TASK DIRECTIONS: Only one stretch of the records below is wanted: the lines from the one holding "pub fn find_by_email(&self, email: &str)" through the one holding "deactivation is noticed).". Return it exactly, both ends included.

[Stored entries]
● ● ● ●
impl AccountStore {
    /// Open (or create) the database at `~/.mailwatch/mailwatch.db`.
    pub fn open() -> Result<Self, StoreError> {
        let path = Self::db_path()?;
        Self::open_at(path)
    }

    /// Open a database at an explicit path. Useful for testing.
    pub fn open_at(path: PathBuf) -> Result<Self, StoreError> {
        if let Some(parent) = path.parent() {
            if !parent.exists() {
                std::fs::create_dir_all(parent).map_err(StoreError::CreateDir)?;
            }
        }

        let conn = Connection::open(&path)?;

        // WAL keeps router reads from blocking behind reconciler writes.
        conn.execute_batch("PRAGMA journal_mode=WAL;")?;

        crate::migrations::run_migrations(&conn).map_err(StoreError::Migration)?;

        Ok(Self {
            conn: Mutex::new(conn),
        })
    }

    fn db_path() -> Result<PathBuf, StoreError> {
        let home = dirs::home_dir().ok_or(StoreError::HomeDirNotFound)?;
        Ok(home.join(".mailwatch").join("mailwatch.db"))
    }

    // =========================================================================
    // Accounts
    // =========================================================================

    /// Register a mailbox. Mints the account id and the identity nonce the
    /// hashed routing-key fallback is derived from.
    pub fn insert_account(
        &self,
        email: &str,
        provider: Provider,
    ) -> Result<MailAccount, StoreError> {
        let now = Utc::now();
        let account = MailAccount {
            id: Uuid::new_v4().to_string(),
            email: email.trim().to_lowercase(),
            provider,
            active: true,
            identity_nonce: Uuid::new_v4().to_string(),
            credentials: CredentialBundle::default(),
            sync: SyncState::default(),
            created_at: now,
            updated_at: now,
        };

        self.conn.lock().execute(
            "INSERT INTO mail_accounts (id, email, provider, active, identity_nonce, created_at, updated_at)
             VALUES (?1, ?2, ?3, 1, ?4, ?5, ?6)",
            params![
                account.id,
                account.email,
                account.provider.as_str(),
                account.identity_nonce,
                ts(&now),
                ts(&now),
            ],
        )?;

        Ok(account)
    }

    pub fn get_account(&self, id: &str) -> Result<Option<MailAccount>, StoreError> {
        let conn = self.conn.lock();
        let mut stmt = conn.prepare(&format!(
            "SELECT {ACCOUNT_COLUMNS} FROM mail_accounts WHERE id = ?1"
        ))?;
        let mut rows = stmt.query_map(params![id], map_account_row)?;
        match rows.next() {
            Some(row) => Ok(Some(row?)),
            None => Ok(None),
        }
    }

    pub fn find_by_email(&self, email: &str) -> Result<Option<MailAccount>, StoreError> {
        let conn = self.conn.lock();
        let mut stmt = conn.prepare(&format!(
            "SELECT {ACCOUNT_COLUMNS} FROM mail_accounts WHERE LOWER(email) = LOWER(?1)"
        ))?;
        let mut rows = stmt.query_map(params![email.trim()], map_account_row)?;
        match rows.next() {
            Some(row) => Ok(Some(row?)),
            None => Ok(None),
        }
    }

    /// Resolve an inbound notification's correlation value to its account.
    pub fn find_by_routing_key(
        &self,
        provider: Provider,
        routing_key: &str,
    ) -> Result<Option<MailAccount>, StoreError> {
        let conn = self.conn.lock();
        let mut stmt = conn.prepare(&format!(
            "SELECT {ACCOUNT_COLUMNS} FROM mail_accounts
             WHERE provider = ?1 AND routing_key = ?2"
        ))?;
        let mut rows = stmt.query_map(params![provider.as_str(), routing_key], map_account_row)?;
        match rows.next() {
            Some(row) => Ok(Some(row?)),
            None => Ok(None),
        }
    }

    /// Whether another account of the same provider already claims a key.
    pub fn routing_key_in_use(
        &self,
        provider: Provider,
        routing_key: &str,
        exclude_account_id: &str,
    ) -> Result<bool, StoreError> {
        let count: i64 = self.conn.lock().query_row(
            "SELECT COUNT(*) FROM mail_accounts
             WHERE provider = ?1 AND routing_key = ?2 AND id != ?3",
            params![provider.as_str(), routing_key, exclude_account_id],
            |row| row.get(0),
        )?;
        Ok(count > 0)
    }

    /// All accounts the reconcile tick must examine: active ones, plus any
    /// that still carry subscription state (so deactivation is noticed).
    pub fn find_reconcilable(&self) -> Result<Vec<MailAccount>, StoreError> {
        self.query_accounts(
            "WHERE active = 1 OR watching = 1 OR subscription_id IS NOT NULL
             ORDER BY created_at",
            params![],
        )
    }

    /// Accounts currently believed to hold a live subscription.
    pub fn find_watching(&self) -> Result<Vec<MailAccount>, StoreError> {
        self.query_accounts("WHERE watching = 1 ORDER BY created_at", params![])
    }

    /// Inactive accounts still carrying subscription state. These are the
    /// deep sweep's cleanup targets.
    pub fn find_orphaned(&self) -> Result<Vec<MailAccount>, StoreError> {
        self.query_accounts(
            "WHERE active = 0 AND (watching = 1 OR subscription_id IS NOT NULL)
             ORDER BY created_at",
            params![],
        )
    }

    /// Active accounts with no live subscription.
    pub fn find_missing_subscriptions(&self) -> Result<Vec<MailAccount>, StoreError> {
        self.query_accounts(
            "WHERE active = 1 AND watching = 0 ORDER BY created_at",
            params![],
        )
    }

    pub fn all_accounts(&self) -> Result<Vec<MailAccount>, StoreError> {
        self.query_accounts("ORDER BY created_at", params![])
    }

    /// Routing keys claimed by more than one active, watching account of the
    /// same provider. Returns the offending accounts grouped per key,
    /// ordered within each group by when they started watching (FIFO).
    pub fn find_routing_collisions(&self) -> Result<Vec<Vec<MailAccount>>, StoreError> {
        let accounts = self.query_accounts(
            "WHERE active = 1 AND watching = 1 AND routing_key IS NOT NULL
               AND (provider, routing_key) IN (
                   SELECT provider, routing_key FROM mail_accounts
                   WHERE active = 1 AND watching = 1 AND routing_key IS NOT NULL
                   GROUP BY provider, routing_key
                   HAVING COUNT(*) > 1
               )
             ORDER BY provider, routing_key, watch_started_at, created_at",
            params![],
        )?;

        let mut groups: Vec<Vec<MailAccount>> = Vec::new();
        for account in accounts {
            let same_group = groups.last().and_then(|g| g.last()).is_some_and(|prev| {
                prev.provider == account.provider && prev.sync.routing_key == account.sync.routing_key
            });
            if same_group {
                if let Some(group) = groups.last_mut() {
                    group.push(account);
                }
            } else {
                groups.push(vec![account]);
            }
        }
        Ok(groups)
    }

    pub fn set_active(&self, id: &str, active: bool) -> Result<bool, StoreError> {
        let rows = self.conn.lock().execute(
            "UPDATE mail_accounts SET active = ?1, updated_at = ?2 WHERE id = ?3",
            params![active as i32, ts(&Utc::now()), id],
        )?;
        Ok(rows > 0)
    }

    // =========================================================================
    // Credentials
    // =========================================================================

    pub fn update_credentials(
        &self,
        id: &str,
        bundle: &CredentialBundle,
    ) -> Result<bool, StoreError> {
        let rows = self.conn.lock().execute(
            "UPDATE mail_accounts
             SET access_token = ?1, refresh_token = ?2, token_expiry = ?3, updated_at = ?4
             WHERE id = ?5",
            params![
                bundle.access_token,
                bundle.refresh_token,
                bundle.token_expiry.as_ref().map(ts),
                ts(&Utc::now()),
                id,
            ],
        )?;
        Ok(rows > 0)
    }

    // =========================================================================
    // Subscription sync state
    // =========================================================================

    /// Persist a freshly registered subscription. With `only_if_not_watching`
    /// the write applies only while the account is still un-watched; a
    /// `false` return means another writer won the race and the caller's
    /// remote subscription is a duplicate to discard.
    pub fn store_subscription(
        &self,
        id: &str,
        routing_key: &str,
        sub: &CreatedSubscription,
        only_if_not_watching: bool,
    ) -> Result<bool, StoreError> {
        let now = ts(&Utc::now());
        let guard = if only_if_not_watching {
            " AND watching = 0"
        } else {
            ""
        };
        let sql = format!(
            "UPDATE mail_accounts
             SET subscription_id = ?1, routing_key = ?2, subscription_expiry = ?3,
                 watching = 1, watch_started_at = ?4, last_validated = ?4,
                 history_id = COALESCE(?5, history_id), updated_at = ?4
             WHERE id = ?6{guard}"
        );
        let rows = self.conn.lock().execute(
            &sql,
            params![
                sub.subscription_id,
                routing_key,
                sub.expiry.as_ref().map(ts),
                now,
                sub.cursor,
                id,
            ],
        )?;
        Ok(rows > 0)
    }

    /// Record a successful renewal: new expiry, reachability confirmed.
    pub fn refresh_subscription_expiry(
        &self,
        id: &str,
        expiry: Option<DateTime<Utc>>,
    ) -> Result<bool, StoreError> {
        let now = ts(&Utc::now());
        let rows = self.conn.lock().execute(
            "UPDATE mail_accounts
             SET subscription_expiry = ?1, last_validated = ?2, updated_at = ?2
             WHERE id = ?3 AND watching = 1",
            params![expiry.as_ref().map(ts), now, id],
        )?;
        Ok(rows > 0)
    }

    pub fn touch_validated(&self, id: &str) -> Result<bool, StoreError> {
        let now = ts(&Utc::now());
        let rows = self.conn.lock().execute(
            "UPDATE mail_accounts SET last_validated = ?1, updated_at = ?1 WHERE id = ?2",
            params![now, id],
        )?;
        Ok(rows > 0)
    }

    /// Clear all subscription state after cleanup. `last_error` survives for
    /// the status report.
    pub fn clear_sync_state(&self, id: &str) -> Result<bool, StoreError> {
        let rows = self.conn.lock().execute(
            "UPDATE mail_accounts
             SET subscription_id = NULL, routing_key = NULL, subscription_expiry = NULL,
                 watching = 0, last_validated = NULL, history_id = NULL,
                 watch_started_at = NULL, consecutive_failures = 0, updated_at = ?1
             WHERE id = ?2",
            params![ts(&Utc::now()), id],
        )?;
        Ok(rows > 0)
    }

    /// Collision repair: hand the account a new routing key and drop it back
    /// to the un-watched state so the next tick re-registers it.
    pub fn repair_routing_key(&self, id: &str, new_key: &str) -> Result<bool, StoreError> {
        let rows = self.conn.lock().execute(
            "UPDATE mail_accounts
             SET routing_key = ?1, subscription_id = NULL, subscription_expiry = NULL,
                 watching = 0, watch_started_at = NULL, updated_at = ?2
             WHERE id = ?3",
            params![new_key, ts(&Utc::now()), id],
        )?;
        Ok(rows > 0)
    }

    /// Advance the Gmail history cursor, monotonically. Out-of-order
    /// redeliveries never move it backwards.
    pub fn advance_history_id(&self, id: &str, history_id: &str) -> Result<bool, StoreError> {
        let rows = self.conn.lock().execute(
            "UPDATE mail_accounts
             SET history_id = ?2, updated_at = ?3
             WHERE id = ?1
               AND (history_id IS NULL
                    OR CAST(history_id AS INTEGER) < CAST(?2 AS INTEGER))",
            params![id, history_id, ts(&Utc::now())],
        )?;
        Ok(rows > 0)
    }

    // =========================================================================
    // Failure accounting
    // =========================================================================

    /// Increment the consecutive-failure counter and return the new count.
    pub fn record_failure(&self, id: &str, message: &str) -> Result<u32, StoreError> {
        let conn = self.conn.lock();
        conn.execute(
            "UPDATE mail_accounts
             SET consecutive_failures = consecutive_failures + 1,
                 last_error = ?1, last_error_at = ?2, updated_at = ?2
             WHERE id = ?3",
            params![message, ts(&Utc::now()), id],
        )?;
        let count: u32 = conn.query_row(
            "SELECT consecutive_failures FROM mail_accounts WHERE id = ?1",
            params![id],
            |row| row.get(0),
        )?;
        Ok(count)
    }

    pub fn clear_failures(&self, id: &str) -> Result<(), StoreError> {
        self.conn.lock().execute(
            "UPDATE mail_accounts
             SET consecutive_failures = 0, updated_at = ?1
             WHERE id = ?2 AND consecutive_failures > 0",
            params![ts(&Utc::now()), id],
        )?;
        Ok(())
    }

    // =========================================================================
    // Internals
    // =========================================================================

    fn query_accounts(
        &self,
        clause: &str,
        args: impl rusqlite::Params,
    ) -> Result<Vec<MailAccount>, StoreError> {
        let conn = self.conn.lock();
        let mut stmt = conn.prepare(&format!(
            "SELECT {ACCOUNT_COLUMNS} FROM mail_accounts {clause}"
        ))?;
        let rows = stmt.query_map(args, map_account_row)?;
        Ok(rows.collect::<Result<Vec<_>, _>>()?)
    }
}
● ● ● ●
RESPONSE AREA:
    pub fn find_by_email(&self, email: &str) -> Result<Option<MailAccount>, StoreError> {
        let conn = self.conn.lock();
        let mut stmt = conn.prepare(&format!(
            "SELECT {ACCOUNT_COLUMNS} FROM mail_accounts WHERE LOWER(email) = LOWER(?1)"
        ))?;
        let mut rows = stmt.query_map(params![email.trim()], map_account_row)?;
        match rows.next() {
            Some(row) => Ok(Some(row?)),
            None => Ok(None),
        }
    }

    /// Resolve an inbound notification's correlation value to its account.
    pub fn find_by_routing_key(
        &self,
        provider: Provider,
        routing_key: &str,
    ) -> Result<Option<MailAccount>, StoreError> {
        let conn = self.conn.lock();
        let mut stmt = conn.prepare(&format!(
            "SELECT {ACCOUNT_COLUMNS} FROM mail_accounts
             WHERE provider = ?1 AND routing_key = ?2"
        ))?;
        let mut rows = stmt.query_map(params![provider.as_str(), routing_key], map_account_row)?;
        match rows.next() {
            Some(row) => Ok(Some(row?)),
            None => Ok(None),
        }
    }

    /// Whether another account of the same provider already claims a key.
    pub fn routing_key_in_use(
        &self,
        provider: Provider,
        routing_key: &str,
        exclude_account_id: &str,
    ) -> Result<bool, StoreError> {
        let count: i64 = self.conn.lock().query_row(
            "SELECT COUNT(*) FROM mail_accounts
             WHERE provider = ?1 AND routing_key = ?2 AND id != ?3",
            params![provider.as_str(), routing_key, exclude_account_id],
            |row| row.get(0),
        )?;
        Ok(count > 0)
    }

    /// All accounts the reconcile tick must examine: active ones, plus any
    /// that still carry subscription state (so deactivation is noticed).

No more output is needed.